MAKING PEOPLE SICK IN THE PURSUIT OF HEALTH

Three medical practitioners concerned about the impact of increased use of diagnostic screening tools address the underlying causes and present their prescription.

Welch, Schwartz and Woloshin—professors at the Dartmouth Institute for Health Policy and Clinical Practice—assert that too many Americans are receiving unnecessary treatment for so-called abnormalities that are prevalent in the population but cause no symptoms, and thus no harm. Due to the increased use of high-tech diagnostic tools and a corresponding lowering of diagnostic thresholds, more of us are being told we meet the criteria for conditions and diseases that warrant intervention.
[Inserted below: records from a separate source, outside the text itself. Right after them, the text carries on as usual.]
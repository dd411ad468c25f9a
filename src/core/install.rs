use std::path::Path;

use tracing::{debug, warn};

use crate::{api::ModRepository, error::ModgetError, model::ModFile};

/// Install `file` and, transitively, the newest compatible build of every
/// required dependency into `mods_dir`
///
/// Dependencies are installed before the file that needs them. Each group of
/// candidate builds is filtered to those supporting `game_version` and the
/// most recently uploaded survivor wins; a group with no survivor is skipped.
/// A failing dependency branch is logged and does not abort its siblings or
/// the parent, so one broken dependency still leaves you with everything
/// else.
///
/// Returns the names of the files that were written, dependencies first.
///
/// The dependency graph is assumed to be finite and acyclic, which holds for
/// the addon API this crate talks to. There is no cycle detection.
///
/// # Params
/// * repo - client for the mod repository
/// * file - build to install; `None` is a no-op
/// * game_version - Minecraft version to filter dependency candidates by
/// * mods_dir - existing directory to download into
///
/// # Errors
/// * `DownloadError` if the transfer of `file` itself fails
pub fn install_file<R: ModRepository>(
    repo: &R,
    file: Option<&ModFile>,
    game_version: &str,
    mods_dir: impl AsRef<Path>,
) -> Result<Vec<String>, ModgetError> {
    let Some(file) = file else {
        return Ok(vec![]);
    };
    let mods_dir = mods_dir.as_ref();
    let name = file.file_name();
    let mut installed = vec![];

    match repo.dependency_groups(file) {
        Ok(groups) => {
            for group in groups {
                let pick = group
                    .iter()
                    .filter(|f| f.supports(game_version))
                    .max_by_key(|f| f.uploaded);

                match install_file(repo, pick, game_version, mods_dir) {
                    Ok(mut deps) => installed.append(&mut deps),
                    Err(e) => warn!("Skipping dependency of {}: {}", name, e),
                }
            }
        }
        Err(e) => warn!("{}", ModgetError::dep(name, e)),
    }

    debug!("Installing {} to {}", name, mods_dir.display());
    repo.download_to(&file.download_url, &mods_dir.join(name))?;
    debug!("{} successfully installed", name);
    installed.push(name.to_string());

    Ok(installed)
}

#[cfg(test)]
mod test {
    use std::fs;

    use chrono::{TimeZone, Utc};
    use mockall::Sequence;
    use tracing_test::traced_test;

    use super::install_file;
    use crate::api::MockModRepository;
    use crate::error::ModgetError;
    use crate::model::{DependencyKind, FileDependency, ModFile};

    fn file(name: &str, versions: &[&str], uploaded: i64, deps: &[u32]) -> ModFile {
        ModFile {
            download_url: format!("https://edge.forgecdn.net/files/1/2/{name}"),
            game_versions: versions.iter().map(ToString::to_string).collect(),
            uploaded: Utc.timestamp_opt(uploaded, 0).unwrap(),
            dependencies: deps
                .iter()
                .map(|id| FileDependency {
                    addon_id: *id,
                    kind: DependencyKind::Required,
                })
                .collect(),
        }
    }

    #[test]
    fn absent_file_is_a_noop() {
        // no expectations set, so any call panics
        let repo = MockModRepository::new();
        let res = install_file(&repo, None, "1.20.1", "mods").unwrap();
        assert!(res.is_empty());
    }

    #[test]
    fn dependency_installs_before_parent() {
        let a = file("a.jar", &["1.20.1"], 10, &[100]);
        let b_old = file("b-old.jar", &["1.20.1"], 1, &[]);
        let b_new = file("b.jar", &["1.20.1"], 2, &[]);

        let mut repo = MockModRepository::new();
        let mut seq = Sequence::new();
        let group = vec![b_old, b_new];
        repo.expect_dependency_groups()
            .withf(|f| f.file_name() == "a.jar")
            .times(1)
            .in_sequence(&mut seq)
            .returning(move |_| Ok(vec![group.clone()]));
        repo.expect_dependency_groups()
            .withf(|f| f.file_name() == "b.jar")
            .times(1)
            .in_sequence(&mut seq)
            .returning(|_| Ok(vec![]));
        repo.expect_download_to()
            .withf(|url, dest| url.ends_with("/b.jar") && dest.ends_with("b.jar"))
            .times(1)
            .in_sequence(&mut seq)
            .returning(|_, _| Ok(1));
        repo.expect_download_to()
            .withf(|url, dest| url.ends_with("/a.jar") && dest.ends_with("a.jar"))
            .times(1)
            .in_sequence(&mut seq)
            .returning(|_, _| Ok(1));

        let res = install_file(&repo, Some(&a), "1.20.1", "mods").unwrap();
        assert_eq!(res, vec!["b.jar".to_string(), "a.jar".to_string()]);
    }

    #[test]
    fn latest_compatible_candidate_wins() {
        // newest build first in the group, and an even newer one that doesn't
        // support the target version
        let a = file("a.jar", &["1.20.1"], 10, &[100]);
        let b_wrong_version = file("b-for-1.21.jar", &["1.21"], 9, &[]);
        let b_new = file("b-new.jar", &["1.20.1"], 5, &[]);
        let b_old = file("b-old.jar", &["1.20.1", "1.19.2"], 3, &[]);

        let mut repo = MockModRepository::new();
        let group = vec![b_new, b_wrong_version, b_old];
        repo.expect_dependency_groups()
            .withf(|f| f.file_name() == "a.jar")
            .times(1)
            .returning(move |_| Ok(vec![group.clone()]));
        repo.expect_dependency_groups()
            .withf(|f| f.file_name() == "b-new.jar")
            .times(1)
            .returning(|_| Ok(vec![]));
        repo.expect_download_to()
            .withf(|url, _| url.ends_with("/b-new.jar") || url.ends_with("/a.jar"))
            .times(2)
            .returning(|_, _| Ok(1));

        let res = install_file(&repo, Some(&a), "1.20.1", "mods").unwrap();
        assert_eq!(res, vec!["b-new.jar".to_string(), "a.jar".to_string()]);
    }

    #[test]
    fn group_with_no_compatible_candidate_is_skipped() {
        let a = file("a.jar", &["1.20.1"], 10, &[100]);
        let c = file("c.jar", &["1.19.2"], 5, &[]);

        let mut repo = MockModRepository::new();
        repo.expect_dependency_groups()
            .times(1)
            .returning(move |_| Ok(vec![vec![c.clone()]]));
        repo.expect_download_to()
            .withf(|url, _| url.ends_with("/a.jar"))
            .times(1)
            .returning(|_, _| Ok(1));

        let res = install_file(&repo, Some(&a), "1.20.1", "mods").unwrap();
        assert_eq!(res, vec!["a.jar".to_string()]);
    }

    #[test]
    #[traced_test]
    fn failed_dependency_branch_spares_siblings_and_parent() {
        let a = file("a.jar", &["1.20.1"], 10, &[100, 200]);
        let b = file("b.jar", &["1.20.1"], 5, &[]);
        let c = file("c.jar", &["1.20.1"], 5, &[]);

        let mut repo = MockModRepository::new();
        let (group_b, group_c) = (vec![b], vec![c]);
        repo.expect_dependency_groups()
            .withf(|f| f.file_name() == "a.jar")
            .times(1)
            .returning(move |_| Ok(vec![group_b.clone(), group_c.clone()]));
        repo.expect_dependency_groups()
            .withf(|f| f.file_name() != "a.jar")
            .times(2)
            .returning(|_| Ok(vec![]));
        repo.expect_download_to()
            .withf(|url, _| url.ends_with("/b.jar"))
            .times(1)
            .returning(|url, _| {
                Err(ModgetError::download(
                    url,
                    ModgetError::MiscError("boom".into()),
                ))
            });
        repo.expect_download_to()
            .withf(|url, _| !url.ends_with("/b.jar"))
            .times(2)
            .returning(|_, _| Ok(1));

        let res = install_file(&repo, Some(&a), "1.20.1", "mods").unwrap();
        assert_eq!(res, vec!["c.jar".to_string(), "a.jar".to_string()]);
        assert!(logs_contain("Skipping dependency of a.jar"));
    }

    #[test]
    #[traced_test]
    fn fetch_failure_still_installs_the_file_itself() {
        let a = file("a.jar", &["1.20.1"], 10, &[100]);

        let mut repo = MockModRepository::new();
        repo.expect_dependency_groups()
            .times(1)
            .returning(|_| Err(ModgetError::MiscError("api down".into())));
        repo.expect_download_to()
            .withf(|url, _| url.ends_with("/a.jar"))
            .times(1)
            .returning(|_, _| Ok(1));

        let res = install_file(&repo, Some(&a), "1.20.1", "mods").unwrap();
        assert_eq!(res, vec!["a.jar".to_string()]);
        assert!(logs_contain("Error resolving dependencies of a.jar"));
    }

    #[test]
    fn own_download_failure_propagates() {
        let a = file("a.jar", &["1.20.1"], 10, &[]);

        let mut repo = MockModRepository::new();
        repo.expect_dependency_groups()
            .times(1)
            .returning(|_| Ok(vec![]));
        repo.expect_download_to().times(1).returning(|url, _| {
            Err(ModgetError::download(
                url,
                ModgetError::MiscError("boom".into()),
            ))
        });

        let res = install_file(&repo, Some(&a), "1.20.1", "mods");
        match res {
            Err(ModgetError::DownloadError { url, .. }) => {
                assert!(url.ends_with("/a.jar"));
            }
            other => panic!("expected DownloadError, got {other:?}"),
        }
    }

    #[test]
    fn reinstalling_overwrites_the_existing_file() {
        let a = file("a.jar", &["1.20.1"], 10, &[]);
        let dir = tempfile::tempdir().unwrap();

        let mut repo = MockModRepository::new();
        repo.expect_dependency_groups()
            .times(2)
            .returning(|_| Ok(vec![]));
        let mut calls = 0;
        repo.expect_download_to().times(2).returning(move |_, dest| {
            calls += 1;
            let body: &[u8] = if calls == 1 { b"first" } else { b"second" };
            fs::write(dest, body).unwrap();
            Ok(body.len() as u64)
        });

        install_file(&repo, Some(&a), "1.20.1", dir.path()).unwrap();
        install_file(&repo, Some(&a), "1.20.1", dir.path()).unwrap();

        let entries: Vec<_> = dir.path().read_dir().unwrap().collect();
        assert_eq!(entries.len(), 1);
        assert_eq!(fs::read(dir.path().join("a.jar")).unwrap(), b"second");
    }
}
The authors recognize that they are presenting a tough platform—isn’t it better, conventional wisdom states, to find and prevent high blood pressure or prostate cancer before actual onset of symptoms?—but their point is that it can be costly and even harmful. Potential problems become magnified, increasing numbers of people are labeled as patients and the side effects of many medications may generate more problems then they alleviate. Overdiagnosis leads to overtreatment, write the authors, who ask readers to look closely at claims that testing will save lives—e.g., “most women will not benefit from mammography—for example, about two thousand forty-year-old women need to be screened over ten years for one woman to benefit.” The authors do a fine job incorporating relevant medical terminology to bolster their argument. However, because citing randomized trials and rational risk estimates doesn’t hold great emotional weight, they also share their own common-sense observations as well as a body of research culled from many sources. The tone is sensible and serious but reassuring, and the authors make a strong case for moderation.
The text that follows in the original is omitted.